Demnach habe der 32-Jährige seine Frau auf die Terrasse seiner Wohnung in einem Mietshaus in Berlin-Kreuzberg gezerrt und dort geschlagen, bis sie am Boden lag. Dann sei der Mann in die Wohnung zurückgelaufen, habe zwei Messer geholt, "Allahu akbar!" (Gott ist groß) gerufen, der Frau in Hals, Brust und Bauch gestochen sowie der 30-Jährigen schließlich den Kopf abgetrennt. In weiterer Folge habe er den Kopf sowie andere Körperteile in den Hof des Hauses in der Köthener Straße in der Nähe des Potsdamer Platzes geworfen. Laut den von den Nachbarn alarmierten Beamten habe sich der Mann gegen seine Festnahme gewehrt, konnte aber letztlich überwältigt werden.
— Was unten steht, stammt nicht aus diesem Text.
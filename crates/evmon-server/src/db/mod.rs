//! Database access
//!
//! The service persists everything as JSON documents in a single PostgreSQL
//! table (see [`documents`]). [`memory`] provides the same contract in
//! process for tests and dry runs.

use sqlx::postgres::{PgPool, PgPoolOptions};
use std::time::Duration;
use thiserror::Error;

use crate::config::DatabaseConfig;

pub mod documents;
pub mod memory;

pub use documents::{Document, DocumentStore, PgDocumentStore};
pub use memory::MemoryDocumentStore;

/// Database operation errors with contextual information
#[derive(Error, Debug)]
pub enum DbError {
    /// SQL query or connection error
    #[error("Database query failed: {0}")]
    Sqlx(#[from] sqlx::Error),

    /// Migration failure at startup
    #[error("Database migration failed: {0}")]
    Migrate(#[from] sqlx::migrate::MigrateError),

    /// Database configuration is invalid or missing
    #[error("Database configuration error: {0}. Check EVMON__DATABASE__URL and connection settings.")]
    Config(String),

    /// A document body could not be encoded
    #[error("Document serialization failed: {0}")]
    Serialization(#[from] serde_json::Error),

    /// The store refused the operation
    #[error("Document store unavailable: {0}")]
    Unavailable(String),
}

impl DbError {
    /// Create a configuration error
    pub fn config(message: impl Into<String>) -> Self {
        Self::Config(message.into())
    }

    pub fn unavailable(message: impl Into<String>) -> Self {
        Self::Unavailable(message.into())
    }
}

pub type DbResult<T> = Result<T, DbError>;

pub async fn create_pool(config: &DatabaseConfig) -> DbResult<PgPool> {
    if config.url.is_empty() {
        return Err(DbError::config("database url is empty"));
    }

    let pool = PgPoolOptions::new()
        .max_connections(config.max_connections)
        .min_connections(config.min_connections)
        .acquire_timeout(Duration::from_secs(config.connect_timeout_secs))
        .idle_timeout(Duration::from_secs(config.idle_timeout_secs))
        .connect(&config.url)
        .await?;

    tracing::info!(
        max_connections = config.max_connections,
        min_connections = config.min_connections,
        "Database connection pool created"
    );

    Ok(pool)
}

/// Apply the embedded migrations
pub async fn migrate(pool: &PgPool) -> DbResult<()> {
    sqlx::migrate!("../../migrations").run(pool).await?;
    tracing::info!("Database migrations completed");
    Ok(())
}

pub async fn health_check(pool: &PgPool) -> DbResult<()> {
    sqlx::query("SELECT 1")
        .execute(pool)
        .await
        .map(|_| ())
        .map_err(DbError::from)
}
Die völlig verängstigten Kinder, vier Buben und zwei Mädchen im Alter von ein bis 13 Jahren, wurden in einem Heim untergebracht und stehen seither unter ständiger psychologischer Betreuung. Der Verhaftete, der die Tat im Wesentlichen gestanden hat, sitzt vorerst in einer psychiatrischen Klinik. Laut einem Sprecher der Staatsanwaltschaft werde dem 32-Jährigen allerdings nur Totschlag vorgeworfen - denn es gebe Hinweise auf eine stark verminderte Schuldfähigkeit wegen einer psychischen Krankheit.
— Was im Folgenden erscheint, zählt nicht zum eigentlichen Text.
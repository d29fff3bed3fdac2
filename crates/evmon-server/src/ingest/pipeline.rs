//! Log file ingestion pipeline
//!
//! Each log file is folded through `fetch → extractors → transformers →
//! loaders`. A batch is first filtered against the ingestion ledger, then
//! the remaining files run concurrently, at most `max_concurrent_files` at a
//! time. Once all of them settle, exactly the successful ones are
//! acknowledged.

use evmon_common::types::EventLogFile;
use futures::stream::{self, StreamExt};
use std::sync::Arc;
use thiserror::Error;

use super::ledger::IngestionLedger;
use super::steps::{PipelineStep, StepCategory, StepData, StepError, StepRegistry};
use crate::config::{PollingConfig, DEFAULT_MAX_CONCURRENT_FILES};
use crate::db::DbError;

/// One log file that did not make it through the pipeline
#[derive(Error, Debug)]
#[error("Log file {} failed at step '{step}': {source}", .file.id)]
pub struct DescriptorFailure {
    pub file: EventLogFile,
    pub step: String,
    pub source: StepError,
}

#[derive(Error, Debug)]
pub enum PipelineError {
    #[error("Ingestion ledger unavailable: {0}")]
    Ledger(#[from] DbError),

    #[error("{} of {total} log files failed{}", .failures.len(), ack_note(.ack_error))]
    Failed {
        total: usize,
        /// Files that succeeded and were acknowledged anyway
        acked: Vec<EventLogFile>,
        failures: Vec<DescriptorFailure>,
        /// Set when acknowledging the successful files failed as well
        ack_error: Option<DbError>,
    },
}

fn ack_note(ack_error: &Option<DbError>) -> String {
    match ack_error {
        Some(e) => format!("; acknowledging the rest failed: {}", e),
        None => String::new(),
    }
}

/// Outcome of a fully successful batch
#[derive(Debug, Default)]
pub struct BatchReport {
    pub received: usize,
    pub already_ingested: usize,
    pub acked: Vec<EventLogFile>,
}

pub struct LogPipeline {
    steps: Vec<Arc<dyn PipelineStep>>,
    ledger: Arc<IngestionLedger>,
    max_concurrent_files: usize,
}

impl LogPipeline {
    pub fn new(steps: Vec<Arc<dyn PipelineStep>>, ledger: Arc<IngestionLedger>) -> Self {
        Self {
            steps,
            ledger,
            max_concurrent_files: DEFAULT_MAX_CONCURRENT_FILES,
        }
    }

    /// Bound the number of log files processed at once; zero is treated as one
    pub fn with_max_concurrent_files(mut self, limit: usize) -> Self {
        self.max_concurrent_files = limit.max(1);
        self
    }

    /// Assemble `fetch` followed by the configured steps of each category
    pub fn from_config(
        fetch: Arc<dyn PipelineStep>,
        registry: &StepRegistry,
        config: &PollingConfig,
        ledger: Arc<IngestionLedger>,
    ) -> Self {
        let mut steps = vec![fetch];
        for category in StepCategory::ORDER {
            let names = match category {
                StepCategory::Extractor => &config.extractors,
                StepCategory::Transformer => &config.transformers,
                StepCategory::Loader => &config.loaders,
            };
            steps.extend(registry.resolve(category, names));
        }

        let pipeline = Self::new(steps, ledger).with_max_concurrent_files(config.max_concurrent_files);
        tracing::info!(
            steps = ?pipeline.step_names(),
            max_concurrent_files = pipeline.max_concurrent_files,
            "Log pipeline assembled"
        );
        pipeline
    }

    pub fn step_names(&self) -> Vec<&str> {
        self.steps.iter().map(|step| step.name()).collect()
    }

    /// Run every step for one log file, stopping at the first failure
    #[tracing::instrument(skip_all, fields(id = %file.id, event_type = %file.event_type))]
    pub async fn handle_log(&self, file: EventLogFile) -> Result<EventLogFile, DescriptorFailure> {
        let mut data = StepData::Descriptor;

        for step in &self.steps {
            match step.run(&file, data).await {
                Ok(next) => data = next,
                Err(source) => {
                    return Err(DescriptorFailure {
                        step: step.name().to_string(),
                        file,
                        source,
                    })
                }
            }
        }

        Ok(file)
    }

    /// Ingest a batch, acknowledging the files that succeeded
    pub async fn handle_logs(&self, files: Vec<EventLogFile>) -> Result<BatchReport, PipelineError> {
        if files.is_empty() {
            return Ok(BatchReport::default());
        }

        let received = files.len();
        let fresh = self.ledger.filter(files).await?;
        let already_ingested = received - fresh.len();

        if fresh.is_empty() {
            tracing::debug!(received, "Every log file was already ingested");
            return Ok(BatchReport {
                received,
                already_ingested,
                acked: Vec::new(),
            });
        }

        let results: Vec<_> = stream::iter(fresh)
            .map(|file| self.handle_log(file))
            .buffer_unordered(self.max_concurrent_files)
            .collect()
            .await;

        let mut succeeded = Vec::new();
        let mut failures = Vec::new();
        for result in results {
            match result {
                Ok(file) => succeeded.push(file),
                Err(failure) => {
                    tracing::warn!(error = %failure, "Log file ingestion failed");
                    failures.push(failure);
                }
            }
        }

        let total = succeeded.len() + failures.len();
        let acked = match self.ledger.ack(succeeded).await {
            Ok(acked) => acked,
            Err(e) if failures.is_empty() => return Err(PipelineError::Ledger(e)),
            Err(e) => {
                tracing::error!(error = %e, "Acknowledging log files failed");
                return Err(PipelineError::Failed {
                    total,
                    acked: Vec::new(),
                    failures,
                    ack_error: Some(e),
                });
            }
        };

        if !failures.is_empty() {
            return Err(PipelineError::Failed {
                total,
                acked,
                failures,
                ack_error: None,
            });
        }

        Ok(BatchReport {
            received,
            already_ingested,
            acked,
        })
    }
}

#[cfg(test)]
#[allow(clippy::unwrap_used, clippy::expect_used)]
mod tests {
    use super::*;
    use crate::db::MemoryDocumentStore;
    use crate::ingest::default_registry;
    use crate::ingest::extract::FetchStep;
    use crate::ingest::test_support::{descriptor, FakeApi};
    use crate::sfdc::EventLogApi;
    use async_trait::async_trait;
    use std::sync::atomic::{AtomicUsize, Ordering};
    use std::time::Duration;

    const LOG: &str = "\"EventIdentifier\",\"RUN_TIME\"\n\"e1\",\"12\"\n\"e2\",\"7\"\n";

    struct Harness {
        store: Arc<MemoryDocumentStore>,
        api: Arc<FakeApi>,
        pipeline: LogPipeline,
    }

    fn harness(api: FakeApi) -> Harness {
        let store = Arc::new(MemoryDocumentStore::new());
        let api = Arc::new(api);
        let config = PollingConfig::default();
        let ledger = Arc::new(IngestionLedger::new(store.clone(), "event_log_files"));
        let registry = default_registry(api.clone(), store.clone(), config.flat_file.clone());
        let fetch: Arc<dyn PipelineStep> = Arc::new(FetchStep::new(api.clone() as Arc<dyn EventLogApi>));

        Harness {
            pipeline: LogPipeline::from_config(fetch, &registry, &config, ledger),
            store,
            api,
        }
    }

    fn good(id: &str) -> EventLogFile {
        descriptor(id, "API", "EventIdentifier,RUN_TIME", "Id,Number")
    }

    #[test]
    fn test_from_config_orders_steps() {
        let mut config = PollingConfig::default();
        config.loaders = vec!["unknown".into(), "mongodb".into(), "flatFile".into()];

        let store = Arc::new(MemoryDocumentStore::new());
        let api = Arc::new(FakeApi::default());
        let registry = default_registry(api.clone(), store.clone(), config.flat_file.clone());
        let pipeline = LogPipeline::from_config(
            Arc::new(FetchStep::new(api)),
            &registry,
            &config,
            Arc::new(IngestionLedger::new(store, "event_log_files")),
        );

        assert_eq!(
            pipeline.step_names(),
            vec!["fetch", "toJson", "typeMap", "documentStore", "flatFile"]
        );
    }

    #[tokio::test]
    async fn test_empty_batch_touches_nothing() {
        let h = harness(FakeApi::default());

        let report = h.pipeline.handle_logs(Vec::new()).await.unwrap();

        assert_eq!(report.received, 0);
        assert!(report.acked.is_empty());
        assert_eq!(h.store.operations(), 0);
    }

    #[tokio::test]
    async fn test_all_success_acks_every_file() {
        let files = vec![good("1"), good("2"), good("3")];
        let api = FakeApi::default();
        for file in &files {
            api.add_log(file, LOG);
        }
        let h = harness(api);

        let report = h.pipeline.handle_logs(files).await.unwrap();

        assert_eq!(report.acked.len(), 3);
        assert_eq!(h.store.documents("event_log_files").len(), 3);

        let loaded = h.store.get("API", "e1").unwrap();
        assert_eq!(loaded.body["RUN_TIME"], 12.0);
    }

    #[tokio::test]
    async fn test_mixed_batch_acks_only_successes() {
        let ok = good("ok");
        let missing = good("missing");
        let forced = descriptor("forced", "API", "EventIdentifier,RUN_TIME", "Id,Error");

        let api = FakeApi::default();
        api.add_log(&ok, LOG);
        api.add_log(&forced, LOG);
        let h = harness(api);

        let err = h
            .pipeline
            .handle_logs(vec![ok, missing, forced])
            .await
            .unwrap_err();

        match err {
            PipelineError::Failed { acked, failures, .. } => {
                assert_eq!(acked.len(), 1);
                assert_eq!(acked[0].id, "ok");

                let mut failed: Vec<_> = failures
                    .iter()
                    .map(|f| (f.file.id.as_str(), f.step.as_str()))
                    .collect();
                failed.sort();
                assert_eq!(failed, vec![("forced", "typeMap"), ("missing", "fetch")]);
            }
            other => panic!("unexpected error: {other}"),
        }

        let ledger: Vec<_> = h
            .store
            .documents("event_log_files")
            .into_iter()
            .map(|d| d.id)
            .collect();
        assert_eq!(ledger, vec!["ok"]);
    }

    #[tokio::test]
    async fn test_failures_only_acks_nothing() {
        let h = harness(FakeApi::default());

        let err = h.pipeline.handle_logs(vec![good("gone")]).await.unwrap_err();

        assert!(matches!(err, PipelineError::Failed { ref acked, .. } if acked.is_empty()));
        assert_eq!(err.to_string(), "1 of 1 log files failed");
        assert!(h.store.documents("event_log_files").is_empty());
    }

    #[tokio::test]
    async fn test_already_ingested_files_are_skipped() {
        let first = good("1");
        let second = good("2");
        let api = FakeApi::default();
        api.add_log(&first, LOG);
        api.add_log(&second, LOG);
        let h = harness(api);

        h.pipeline.handle_logs(vec![first.clone()]).await.unwrap();
        let report = h.pipeline.handle_logs(vec![first, second]).await.unwrap();

        assert_eq!(report.already_ingested, 1);
        assert_eq!(report.acked.len(), 1);
        assert_eq!(report.acked[0].id, "2");
        assert_eq!(h.api.fetches(), 2);
    }

    #[tokio::test]
    async fn test_store_failure_fails_load_step() {
        let api = FakeApi::default();
        let file = good("1");
        api.add_log(&file, LOG);
        let h = harness(api);
        h.store.fail_writes(true);

        let err = h.pipeline.handle_logs(vec![file]).await.unwrap_err();

        assert!(matches!(err, PipelineError::Failed { ref failures, .. } if failures[0].step == "documentStore"));
    }

    #[tokio::test]
    async fn test_ledger_read_failure_propagates() {
        let api = FakeApi::default();
        let file = good("1");
        api.add_log(&file, LOG);
        let h = harness(api);
        h.store.fail_reads(true);

        let err = h.pipeline.handle_logs(vec![file]).await.unwrap_err();

        assert!(matches!(err, PipelineError::Ledger(DbError::Unavailable(_))));
        assert_eq!(h.api.fetches(), 0);
        assert!(h.store.documents("API").is_empty());
    }

    #[tokio::test]
    async fn test_ack_failure_keeps_descriptor_failures() {
        let ok = good("ok");
        let missing = good("missing");
        let api = FakeApi::default();
        api.add_log(&ok, LOG);
        let h = harness(api);
        h.store.fail_writes_to("event_log_files");

        let err = h.pipeline.handle_logs(vec![ok, missing]).await.unwrap_err();

        assert!(err.to_string().starts_with("1 of 2 log files failed; acknowledging the rest failed"));
        match err {
            PipelineError::Failed { acked, failures, ack_error, .. } => {
                assert!(acked.is_empty());
                assert_eq!(failures.len(), 1);
                assert_eq!(failures[0].file.id, "missing");
                assert_eq!(failures[0].step, "fetch");
                assert!(matches!(ack_error, Some(DbError::Unavailable(_))));
            }
            other => panic!("unexpected error: {other}"),
        }
        assert!(h.store.documents("event_log_files").is_empty());
        assert!(h.store.get("API", "e1").is_some());
    }

    #[tokio::test]
    async fn test_ack_failure_alone_is_a_ledger_error() {
        let file = good("1");
        let api = FakeApi::default();
        api.add_log(&file, LOG);
        let h = harness(api);
        h.store.fail_writes_to("event_log_files");

        let err = h.pipeline.handle_logs(vec![file]).await.unwrap_err();

        assert!(matches!(err, PipelineError::Ledger(DbError::Unavailable(_))));
    }

    /// Records the highest number of files inside `run` at once
    #[derive(Default)]
    struct Gauge {
        current: AtomicUsize,
        peak: AtomicUsize,
    }

    #[async_trait]
    impl PipelineStep for Gauge {
        fn name(&self) -> &str {
            "gauge"
        }

        async fn run(&self, _file: &EventLogFile, input: StepData) -> Result<StepData, StepError> {
            let now = self.current.fetch_add(1, Ordering::SeqCst) + 1;
            self.peak.fetch_max(now, Ordering::SeqCst);
            tokio::time::sleep(Duration::from_millis(20)).await;
            self.current.fetch_sub(1, Ordering::SeqCst);
            Ok(input)
        }
    }

    #[tokio::test]
    async fn test_batch_concurrency_is_bounded() {
        let store = Arc::new(MemoryDocumentStore::new());
        let gauge = Arc::new(Gauge::default());
        let pipeline = LogPipeline::new(
            vec![gauge.clone() as Arc<dyn PipelineStep>],
            Arc::new(IngestionLedger::new(store.clone(), "event_log_files")),
        )
        .with_max_concurrent_files(2);

        let files: Vec<_> = (0..6).map(|i| good(&i.to_string())).collect();
        let report = pipeline.handle_logs(files).await.unwrap();

        assert_eq!(report.acked.len(), 6);
        assert_eq!(gauge.peak.load(Ordering::SeqCst), 2);
        assert_eq!(store.documents("event_log_files").len(), 6);
    }

    #[test]
    fn test_zero_concurrency_limit_is_raised_to_one() {
        let store = Arc::new(MemoryDocumentStore::new());
        let pipeline = LogPipeline::new(Vec::new(), Arc::new(IngestionLedger::new(store, "event_log_files")))
            .with_max_concurrent_files(0);

        assert_eq!(pipeline.max_concurrent_files, 1);
    }
}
Wie die "Bild"-Zeitung unter Berufung auf eine Bewohnerin des Hauses berichtete, soll der Familienvater immer wieder zu einer Geliebten im selben Haus, in dem vor allem türkische und arabische Familien wohnen, gegangen sein, mit der er auch zwei Kinder habe. Unbestätigten Berichten zufolge hatte die Ehefrau, eine Freundin der Geliebten, ihren Mann aus der Wohnung geworfen. Laut "Bild" war der 32-Jährigearbeitslos sowie wegen Körperverletzung im Straßenverkehr und Schwarzarbeit polizeibekannt.